He said the Spectrum 10K project “aims to understand the genetic and environmental factors that contribute to autism and the health conditions experienced by autistic people”, and that his team “acknowledge that more work still needs to be done to address concerns expressed by some members of the autism community, including this protest group”.

He said that “both eugenics and the development of a prenatal test for autism run counter to our values and that this is not why the research is being done” and that the research was “being done purely to deepen our understanding of the genetic causes of autism and of the genetic links between autism and health conditions (such as epilepsy and gastrointestinal pain) that are more common in autism”.

He added: “But given the history of eugenics in the field of disabilities, we take the protestors’ concerns very seriously and want to address them meaningfully.

“This is why we have launched a wider consultation with the autism community, to listen, better understand, and discuss their concerns.

“The consultation is expected to run well into 2022.

“Our research team has been discussing this project with an advisory group, made up of autistic people and their families, for two-and-a-half years, and we have paused the study to expand on this dialogue with a much larger group of autistic people and their families as part of the consultation.

“After the consultation we will continue to include an expanded autism community advisory panel in the research.

“We are looking forward to meeting with the campaign team in a few weeks’ time, to discuss the project with them, alongside the consultation we are co-designing with autistic people and their families.

“An organised meeting will give us an opportunity to listen to their concerns, and to share and respect different viewpoints in a constructive way.”

He added: “I hope that we can work together via the consultation process to make changes to our study to improve it and put in place any additional safeguarding required.
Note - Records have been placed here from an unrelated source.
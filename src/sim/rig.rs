//! The fishing rig: rod, line and lure as one state machine.
//!
//! The tricky part of the whole sim lives here: a five-state machine driven by
//! elapsed time and two logical buttons, with continuous lure physics under a
//! hard line-length constraint. The constraint is a position clamp whose
//! displacement is fed back into velocity, which is what makes a taut line
//! feel taut instead of snapping like a rubber band.

use glam::Vec2;
use serde::{Deserialize, Serialize};

use crate::consts::{
    AIR_FRICTION, IDLE_LINE_LENGTH, MAX_CAST_DISTANCE, MIN_CAST_DISTANCE, ROD_REST_ANGLE,
    ROD_TIP_OFFSET_X, ROD_TIP_OFFSET_Y, WATER_SURFACE_Y,
};
use crate::rotate_vec;
use crate::tuning::RigTuning;

use super::events::{GameEvent, RigAction};
use super::fish::{FishDescription, FishId};
use super::input::TickInput;
use super::lure::LureKind;
use super::scene::SceneGeometry;

/// Rod tiers. The sweep caps how far back the rod can swing, and launch power
/// is normalized against the Legendary sweep, so lesser rods top out at
/// proportionally shorter casts.
#[derive(Debug, Clone, Copy, PartialEq, Eq, Serialize, Deserialize)]
pub enum RodKind {
    Bronze,
    Silver,
    Gold,
    Legendary,
}

impl RodKind {
    /// Maximum swing sweep above the rest angle, radians
    pub fn max_sweep(&self) -> f32 {
        match self {
            RodKind::Bronze => 1.1,
            RodKind::Silver => 1.5,
            RodKind::Gold => 1.9,
            RodKind::Legendary => 2.2,
        }
    }
}

/// Machine state with per-state payload
#[derive(Debug, Clone, Copy, PartialEq, Serialize, Deserialize)]
pub enum RigState {
    /// Rod relaxing at rest, lure dangling on the idle line
    Idle,
    /// Primary held, rod sweeping up to the rod's cap and back down
    Swinging { ascending: bool },
    /// Lure in free flight
    Casting,
    /// Lure in the water, line being cranked in
    Reeling { reel_speed: f32 },
    /// Lure landed on the island; terminal until the host resets
    Docked { island_offset: Vec2 },
}

/// The rod + line + lure subsystem
#[derive(Debug, Clone, Serialize, Deserialize)]
pub struct FishingRig {
    pub rod: RodKind,
    /// World position of the rod butt
    pub anchor: Vec2,
    tuning: RigTuning,
    rotation: f32,
    line_length: f32,
    lure_pos: Vec2,
    lure_vel: Vec2,
    lure_broken: bool,
    state: RigState,
    hooked: Option<FishId>,
    lures: Vec<LureKind>,
    lure_index: usize,
    /// Water line sampled from the scene each tick
    water_surface_y: f32,
}

impl FishingRig {
    pub fn new(rod: RodKind, anchor: Vec2, lures: Vec<LureKind>, tuning: RigTuning) -> Self {
        assert!(!lures.is_empty(), "rig needs at least one owned lure");
        let mut rig = Self {
            rod,
            anchor,
            tuning,
            rotation: ROD_REST_ANGLE,
            line_length: IDLE_LINE_LENGTH,
            lure_pos: Vec2::ZERO,
            lure_vel: Vec2::ZERO,
            lure_broken: false,
            state: RigState::Idle,
            hooked: None,
            lures,
            lure_index: 0,
            water_surface_y: WATER_SURFACE_Y,
        };
        rig.lure_pos = rig.rod_tip() + Vec2::new(0.0, IDLE_LINE_LENGTH);
        rig
    }

    /// Rod tip in world space: the local tip offset swung by the rotation
    pub fn rod_tip(&self) -> Vec2 {
        self.anchor + rotate_vec(Vec2::new(ROD_TIP_OFFSET_X, ROD_TIP_OFFSET_Y), -self.rotation)
    }

    pub fn state(&self) -> RigState {
        self.state
    }

    /// The externally visible activity. Docked reports Casting; the island
    /// landing is signalled by `LureIsland` instead of an action.
    pub fn action(&self) -> RigAction {
        match self.state {
            RigState::Idle => RigAction::Idle,
            RigState::Swinging { .. } => RigAction::Swinging,
            RigState::Casting | RigState::Docked { .. } => RigAction::Casting,
            RigState::Reeling { .. } => RigAction::Reeling,
        }
    }

    pub fn rotation(&self) -> f32 {
        self.rotation
    }

    pub fn line_length(&self) -> f32 {
        self.line_length
    }

    pub fn lure_pos(&self) -> Vec2 {
        self.lure_pos
    }

    pub fn lure_vel(&self) -> Vec2 {
        self.lure_vel
    }

    pub fn is_lure_broken(&self) -> bool {
        self.lure_broken
    }

    pub fn hooked_fish(&self) -> Option<FishId> {
        self.hooked
    }

    pub fn active_lure(&self) -> LureKind {
        self.lures[self.lure_index]
    }

    pub fn lure_index(&self) -> usize {
        self.lure_index
    }

    pub fn owned_lures(&self) -> &[LureKind] {
        &self.lures
    }

    /// Add a lure to the owned list (shop purchases, achievements)
    pub fn add_lure(&mut self, lure: LureKind) {
        self.lures.push(lure);
    }

    /// Advance the state machine and the lure physics by one frame.
    pub fn tick(
        &mut self,
        input: &TickInput,
        scene: &SceneGeometry,
        dt: f32,
        events: &mut Vec<GameEvent>,
    ) {
        self.water_surface_y = scene.water_surface_y;

        match self.state {
            RigState::Idle => {
                self.relax_rod(dt);
                if input.secondary.repeat {
                    self.lure_index = (self.lure_index + 1) % self.lures.len();
                    events.push(GameEvent::LureChanged(self.lure_index));
                    log::debug!("lure changed to {}", self.active_lure().name());
                }
                if input.primary.pressed && self.rotation <= ROD_REST_ANGLE {
                    self.set_state(RigState::Swinging { ascending: true }, events);
                }
            }

            RigState::Swinging { ascending } => {
                if input.primary.held {
                    let step = self.tuning.swing_speed * dt;
                    if ascending {
                        let cap = ROD_REST_ANGLE + self.rod.max_sweep();
                        self.rotation += step;
                        if self.rotation >= cap {
                            self.rotation = cap;
                            self.state = RigState::Swinging { ascending: false };
                        }
                    } else {
                        self.rotation -= step;
                        if self.rotation <= ROD_REST_ANGLE {
                            self.rotation = ROD_REST_ANGLE;
                            self.set_state(RigState::Idle, events);
                        }
                    }
                } else {
                    self.begin_cast(events);
                }
            }

            RigState::Casting => {
                self.relax_rod(dt);
            }

            RigState::Reeling { mut reel_speed } => {
                self.relax_rod(dt);
                if input.primary.held {
                    let accel = if self.hooked.is_some() {
                        0.0
                    } else if self.lure_broken {
                        self.tuning.reel_accel_broken
                    } else {
                        self.tuning.reel_accel
                    };
                    reel_speed += accel * dt;
                    self.line_length = (self.line_length - reel_speed * dt).max(IDLE_LINE_LENGTH);
                } else {
                    reel_speed = self.tuning.base_reel_speed;
                }
                self.state = RigState::Reeling { reel_speed };

                if self.line_length <= IDLE_LINE_LENGTH {
                    if let Some(id) = self.hooked.take() {
                        log::info!("fish {id} reeled all the way in");
                        events.push(GameEvent::FishCaught(id));
                    }
                    self.lure_broken = false;
                    self.set_state(RigState::Idle, events);
                }
            }

            RigState::Docked { island_offset } => {
                // pinned to the drifting island; no physics while docked
                self.lure_vel = Vec2::ZERO;
                self.lure_pos = scene.far_shore + island_offset;
                return;
            }
        }

        self.step_lure_physics(dt);

        // flight transitions are tested against the post-physics position
        if self.state == RigState::Casting {
            if scene.in_island_region(self.lure_pos) {
                let island_offset = self.lure_pos - scene.far_shore;
                self.lure_vel = Vec2::ZERO;
                self.set_state(RigState::Docked { island_offset }, events);
                events.push(GameEvent::LureIsland);
                log::info!("lure landed on the island");
            } else if self.lure_pos.y >= scene.water_surface_y {
                self.line_length = (self.lure_pos - self.rod_tip()).length();
                self.set_state(
                    RigState::Reeling {
                        reel_speed: self.tuning.base_reel_speed,
                    },
                    events,
                );
            }
        }
    }

    /// Return to Idle after a docked cast (host-driven)
    pub fn reset(&mut self, events: &mut Vec<GameEvent>) {
        debug_assert!(self.hooked.is_none(), "a docked cast cannot hold a fish");
        self.lure_broken = false;
        self.line_length = IDLE_LINE_LENGTH;
        self.lure_pos = self.rod_tip() + Vec2::new(0.0, IDLE_LINE_LENGTH);
        self.lure_vel = Vec2::ZERO;
        self.set_state(RigState::Idle, events);
    }

    /// A chasing fish strikes the lure. Resolves the hook/eat/break protocol
    /// and returns whether `candidate` is now the hooked fish.
    pub fn bite_lure(
        &mut self,
        candidate_id: FishId,
        candidate: &FishDescription,
        hooked_desc: Option<&FishDescription>,
        events: &mut Vec<GameEvent>,
    ) -> bool {
        debug_assert_eq!(
            self.hooked.is_some(),
            hooked_desc.is_some(),
            "hooked description out of sync with the hooked reference"
        );
        debug_assert!(
            self.hooked != Some(candidate_id),
            "the hooked fish cannot bite its own lure"
        );

        if self.active_lure().bites(candidate, hooked_desc) {
            if let Some(previous) = self.hooked.replace(candidate_id) {
                events.push(GameEvent::FishEaten(previous));
                log::debug!("fish {previous} eaten off the hook by {candidate_id}");
            }
            events.push(GameEvent::FishHooked(candidate_id));
            true
        } else {
            if let Some(previous) = self.hooked.take() {
                events.push(GameEvent::FishEaten(previous));
            }
            self.lure_broken = true;
            events.push(GameEvent::LureBroke);
            log::debug!("fish {candidate_id} snapped the lure");
            false
        }
    }

    /// Attraction gate used by fish perception. A broken or airborne lure
    /// attracts nothing; otherwise the active lure's predicate decides.
    pub fn is_attracted_to_lure(
        &self,
        fish: &FishDescription,
        hooked_desc: Option<&FishDescription>,
    ) -> bool {
        if self.lure_broken || self.lure_pos.y < self.water_surface_y {
            return false;
        }
        self.active_lure().attracts(fish, hooked_desc)
    }

    fn set_state(&mut self, next: RigState, events: &mut Vec<GameEvent>) {
        let previous = self.action();
        self.state = next;
        let action = self.action();
        if action != previous {
            log::debug!("rig action: {previous:?} -> {action:?}");
            events.push(GameEvent::ActionChanged(action));
        }
    }

    fn begin_cast(&mut self, events: &mut Vec<GameEvent>) {
        let power = ((self.rotation - ROD_REST_ANGLE) / RodKind::Legendary.max_sweep())
            .clamp(0.0, 1.0);
        self.line_length = (power * MAX_CAST_DISTANCE).max(MIN_CAST_DISTANCE);
        self.lure_vel = self.tuning.cast_velocity * power;
        log::info!(
            "cast released at power {power:.2}, line {:.0}",
            self.line_length
        );
        self.set_state(RigState::Casting, events);
    }

    fn relax_rod(&mut self, dt: f32) {
        let step = self.tuning.relax_rate * dt;
        if self.rotation > ROD_REST_ANGLE {
            self.rotation = (self.rotation - step).max(ROD_REST_ANGLE);
        } else if self.rotation < ROD_REST_ANGLE {
            self.rotation = (self.rotation + step).min(ROD_REST_ANGLE);
        }
    }

    /// Free-flight/constraint integration. Velocity is recomputed from the
    /// clamped displacement, so the line constraint also constrains speed.
    fn step_lure_physics(&mut self, dt: f32) {
        let friction = match self.state {
            RigState::Reeling { .. } => self.tuning.water_friction,
            _ => AIR_FRICTION,
        };
        let previous = self.lure_pos;

        self.lure_vel = self.lure_vel * friction + Vec2::new(0.0, self.tuning.gravity) * dt;
        self.lure_pos += self.lure_vel * dt;

        let tip = self.rod_tip();
        let to_lure = self.lure_pos - tip;
        let dist = to_lure.length();
        if dist > self.line_length {
            self.lure_pos = tip + to_lure * (self.line_length / dist);
        }
        if dt > 0.0 {
            self.lure_vel = (self.lure_pos - previous) / dt;
        }
    }

    #[cfg(test)]
    pub(crate) fn place_lure_for_test(&mut self, pos: Vec2, line_length: f32) {
        self.lure_pos = pos;
        self.line_length = line_length;
    }

    #[cfg(test)]
    pub(crate) fn break_lure_for_test(&mut self) {
        self.lure_broken = true;
    }
}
“We also look forward to clarifying misunderstandings about the aims of the study and explaining that our team would never want to do research that could cause harm to autistic people.”

*Dalmayne said: “As lovely as the golf club were, we paid for our coffee and muffins, [but] they were kind enough to donate some water.”

 

A note from the editor:

Please consider making a voluntary financial contribution to support the work of DNS and allow it to continue producing independent, carefully-researched news stories that focus on the lives and rights of disabled people and their user-led organisations.

Please do not contribute if you cannot afford to do so, and please note that DNS is not a charity. It is run and owned by disabled journalist John Pring and has been from its launch in April 2009.

Thank you for anything you can do to support the work of DNS…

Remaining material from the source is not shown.